■ BRIEF
What appears from the first line of the records below through the line containing "pub fn kind(kind: impl" must be reproduced verbatim.

[Records from a data collection]
*** Block opens ***
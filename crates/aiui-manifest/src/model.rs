//! Manifest documents consumed at render time.
//!
//! These mirror the JSON files written by the compiler. All of them are
//! loaded once and treated as immutable snapshots for the duration of a
//! render.

use std::collections::BTreeMap;

use serde::{Deserialize, Serialize};

/// Free-form widget/component properties.
pub type Props = serde_json::Map<String, serde_json::Value>;

/// Slot name to slot reference. `None` marks a slot as intentionally empty.
pub type SlotMap = BTreeMap<String, Option<SlotRef>>;

/// Reference to what fills a template slot.
#[derive(Debug, Clone, Default, PartialEq, Eq, Serialize, Deserialize)]
pub struct SlotRef {
    /// Name of a component instance in `UiConfig::components`
    #[serde(rename = "ref", default, skip_serializing_if = "Option::is_none")]
    pub reference: Option<String>,

    /// Widget/component type tag
    #[serde(rename = "type", default, skip_serializing_if = "Option::is_none")]
    pub kind: Option<String>,
}

impl SlotRef {
    /// Slot filled by a named component instance.
    pub fn reference(name: impl Into<String>) -> Self {
        Self {
            reference: Some(name.into()),
            kind: None,
        }
    }

    /// Slot filled directly by a widget type.
    pub fn kind(kind: impl Into<String>) -> Self {
        Self {
            reference: None,
            kind: Some(kind.into()),
        }
    }
}

/// A declaratively configured widget.
#[derive(Debug, Clone, PartialEq, Serialize, Deserialize)]
pub struct WidgetConfig {
    #[serde(rename = "type")]
    pub kind: String,

    #[serde(default, skip_serializing_if = "Option::is_none")]
    pub props: Option<Props>,
}

impl WidgetConfig {
    pub fn new(kind: impl Into<String>) -> Self {
        Self {
            kind: kind.into(),
            props: None,
        }
    }

    pub fn with_props(kind: impl Into<String>, props: Props) -> Self {
        Self {
            kind: kind.into(),
            props: Some(props),
        }
    }
}

/// The eight page zones, each an ordered widget list.
#[derive(Debug, Clone, Default, PartialEq, Serialize, Deserialize)]
#[serde(rename_all = "camelCase")]
pub struct ZonesConfig {
    #[serde(default, skip_serializing_if = "Option::is_none")]
    pub header: Option<Vec<WidgetConfig>>,
    #[serde(default, skip_serializing_if = "Option::is_none")]
    pub top_nav: Option<Vec<WidgetConfig>>,
    #[serde(default, skip_serializing_if = "Option::is_none")]
    pub hero: Option<Vec<WidgetConfig>>,
    #[serde(default, skip_serializing_if = "Option::is_none")]
    pub left_sidebar: Option<Vec<WidgetConfig>>,
    #[serde(default, skip_serializing_if = "Option::is_none")]
    pub main: Option<Vec<WidgetConfig>>,
    #[serde(default, skip_serializing_if = "Option::is_none")]
    pub right_sidebar: Option<Vec<WidgetConfig>>,
    #[serde(default, skip_serializing_if = "Option::is_none")]
    pub bottom_nav: Option<Vec<WidgetConfig>>,
    #[serde(default, skip_serializing_if = "Option::is_none")]
    pub footer: Option<Vec<WidgetConfig>>,
}

/// A named template: layout plus slot assignment.
#[derive(Debug, Clone, Default, PartialEq, Serialize, Deserialize)]
pub struct TemplateConfig {
    /// Layout identifier, e.g. "ThreeColumnLayout"
    #[serde(default)]
    pub layout: String,

    #[serde(default)]
    pub slots: SlotMap,

    #[serde(default, skip_serializing_if = "Option::is_none")]
    pub zones: Option<ZonesConfig>,
}

/// Theme settings passed through to the rendered page.
#[derive(Debug, Clone, PartialEq, Eq, Serialize, Deserialize)]
#[serde(rename_all = "camelCase")]
pub struct ThemeConfig {
    #[serde(default = "default_preset")]
    pub preset: String,
    #[serde(default = "default_radius")]
    pub radius: String,
    #[serde(default = "default_dark_mode")]
    pub dark_mode: bool,
}

fn default_preset() -> String {
    "zinc".to_string()
}
fn default_radius() -> String {
    "md".to_string()
}
fn default_dark_mode() -> bool {
    true
}

impl Default for ThemeConfig {
    fn default() -> Self {
        Self {
            preset: default_preset(),
            radius: default_radius(),
            dark_mode: default_dark_mode(),
        }
    }
}

/// Site-level settings as emitted into `ui-config.json`.
#[derive(Debug, Clone, Default, PartialEq, Serialize, Deserialize)]
#[serde(rename_all = "camelCase")]
pub struct SiteInfo {
    #[serde(default)]
    pub title: String,
    #[serde(default, skip_serializing_if = "Option::is_none")]
    pub description: Option<String>,
    #[serde(default, skip_serializing_if = "Option::is_none")]
    pub route_base_docs: Option<String>,
    #[serde(default, skip_serializing_if = "Option::is_none")]
    pub theme: Option<ThemeConfig>,
}

/// SEO settings.
#[derive(Debug, Clone, PartialEq, Eq, Serialize, Deserialize)]
#[serde(rename_all = "camelCase")]
pub struct SeoConfig {
    /// Page title template; `%s` is replaced by the page title
    #[serde(default = "default_title_template")]
    pub title_template: String,
    #[serde(default, skip_serializing_if = "Option::is_none")]
    pub default_image: Option<String>,
}

fn default_title_template() -> String {
    "%s".to_string()
}

impl Default for SeoConfig {
    fn default() -> Self {
        Self {
            title_template: default_title_template(),
            default_image: None,
        }
    }
}

impl SeoConfig {
    /// Apply the title template to a page title.
    pub fn format_title(&self, title: &str) -> String {
        self.title_template.replace("%s", title)
    }
}

/// Locale settings.
#[derive(Debug, Clone, PartialEq, Eq, Serialize, Deserialize)]
#[serde(rename_all = "camelCase")]
pub struct I18nConfig {
    #[serde(default = "default_locale")]
    pub default_locale: String,
    #[serde(default = "default_locales")]
    pub locales: Vec<String>,
    /// Locales written right to left
    #[serde(default)]
    pub rtl_locales: Vec<String>,
    #[serde(default, skip_serializing_if = "Option::is_none")]
    pub fallback_locale: Option<String>,
    #[serde(default = "default_translations_dir")]
    pub translations_dir: String,
}

fn default_locale() -> String {
    "en".to_string()
}

fn default_locales() -> Vec<String> {
    vec![default_locale()]
}

fn default_translations_dir() -> String {
    "./translations".to_string()
}

impl Default for I18nConfig {
    fn default() -> Self {
        Self {
            default_locale: default_locale(),
            locales: default_locales(),
            rtl_locales: Vec::new(),
            fallback_locale: None,
            translations_dir: default_translations_dir(),
        }
    }
}

impl I18nConfig {
    /// Text direction for `locale`, as used by the HTML `dir` attribute.
    pub fn direction(&self, locale: &str) -> &'static str {
        if self.rtl_locales.iter().any(|l| l == locale) {
            "rtl"
        } else {
            "ltr"
        }
    }
}

/// Accessibility settings.
#[derive(Debug, Clone, PartialEq, Eq, Serialize, Deserialize)]
#[serde(rename_all = "camelCase")]
pub struct A11yConfig {
    #[serde(default = "enabled")]
    pub skip_to_content: bool,
    #[serde(default = "enabled")]
    pub focus_visible: bool,
    #[serde(default)]
    pub reduce_motion: bool,
    /// Overrides for built-in ARIA labels, keyed by landmark
    #[serde(default)]
    pub aria_labels: BTreeMap<String, String>,
}

fn enabled() -> bool {
    true
}

impl Default for A11yConfig {
    fn default() -> Self {
        Self {
            skip_to_content: true,
            focus_visible: true,
            reduce_motion: false,
            aria_labels: BTreeMap::new(),
        }
    }
}

impl A11yConfig {
    /// The configured label for `key`, or `fallback`.
    pub fn label<'a>(&'a self, key: &str, fallback: &'a str) -> &'a str {
        self.aria_labels.get(key).map(String::as_str).unwrap_or(fallback)
    }
}

/// A component instance referenced from slots.
#[derive(Debug, Clone, Default, PartialEq, Serialize, Deserialize)]
pub struct ComponentEntry {
    #[serde(rename = "type", default, skip_serializing_if = "Option::is_none")]
    pub kind: Option<String>,
    #[serde(default)]
    pub props: Props,
}

/// `ui-config.json`
#[derive(Debug, Clone, Default, PartialEq, Serialize, Deserialize)]
pub struct UiConfig {
    #[serde(default)]
    pub site: SiteInfo,
    #[serde(default)]
    pub components: BTreeMap<String, ComponentEntry>,
    #[serde(default)]
    pub templates: BTreeMap<String, TemplateConfig>,
    #[serde(default, skip_serializing_if = "Option::is_none")]
    pub seo: Option<SeoConfig>,
    #[serde(default, skip_serializing_if = "Option::is_none")]
    pub i18n: Option<I18nConfig>,
    #[serde(default, skip_serializing_if = "Option::is_none")]
    pub a11y: Option<A11yConfig>,
}

/// A navigation tree node. Top-level items are groups.
#[derive(Debug, Clone, PartialEq, Eq, Serialize, Deserialize)]
pub struct NavItem {
    pub title: String,
    #[serde(default, skip_serializing_if = "Option::is_none")]
    pub path: Option<String>,
    #[serde(default, skip_serializing_if = "Vec::is_empty")]
    pub children: Vec<NavItem>,
}

impl NavItem {
    pub fn new(title: impl Into<String>, path: Option<String>) -> Self {
        Self {
            title: title.into(),
            path,
            children: Vec::new(),
        }
    }
}

/// `docs-nav.json`
#[derive(Debug, Clone, Default, PartialEq, Eq, Serialize, Deserialize)]
pub struct NavTree {
    #[serde(default)]
    pub items: Vec<NavItem>,
}

/// One prioritized route.
#[derive(Debug, Clone, PartialEq, Serialize, Deserialize)]
#[serde(rename_all = "camelCase")]
pub struct RouteEntry {
    pub pattern: String,
    pub template: String,
    #[serde(default)]
    pub priority: i64,
    #[serde(default, skip_serializing_if = "Option::is_none")]
    pub slot_overrides: Option<SlotMap>,
}

/// `route-manifest.json`. Declaration order is significant for tie-breaks.
#[derive(Debug, Clone, Default, PartialEq, Serialize, Deserialize)]
pub struct RouteManifest {
    #[serde(default)]
    pub routes: Vec<RouteEntry>,
}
*** Block closes ***
■ RESULT OF THIS EXERCISE
filename crates/aiui-manifest/src/model.rs
//! Manifest documents consumed at render time.
//!
//! These mirror the JSON files written by the compiler. All of them are
//! loaded once and treated as immutable snapshots for the duration of a
//! render.

use std::collections::BTreeMap;

use serde::{Deserialize, Serialize};

/// Free-form widget/component properties.
pub type Props = serde_json::Map<String, serde_json::Value>;

/// Slot name to slot reference. `None` marks a slot as intentionally empty.
pub type SlotMap = BTreeMap<String, Option<SlotRef>>;

/// Reference to what fills a template slot.
#[derive(Debug, Clone, Default, PartialEq, Eq, Serialize, Deserialize)]
pub struct SlotRef {
    /// Name of a component instance in `UiConfig::components`
    #[serde(rename = "ref", default, skip_serializing_if = "Option::is_none")]
    pub reference: Option<String>,

    /// Widget/component type tag
    #[serde(rename = "type", default, skip_serializing_if = "Option::is_none")]
    pub kind: Option<String>,
}

impl SlotRef {
    /// Slot filled by a named component instance.
    pub fn reference(name: impl Into<String>) -> Self {
        Self {
            reference: Some(name.into()),
            kind: None,
        }
    }

    /// Slot filled directly by a widget type.
    pub fn kind(kind: impl Into<String>) -> Self {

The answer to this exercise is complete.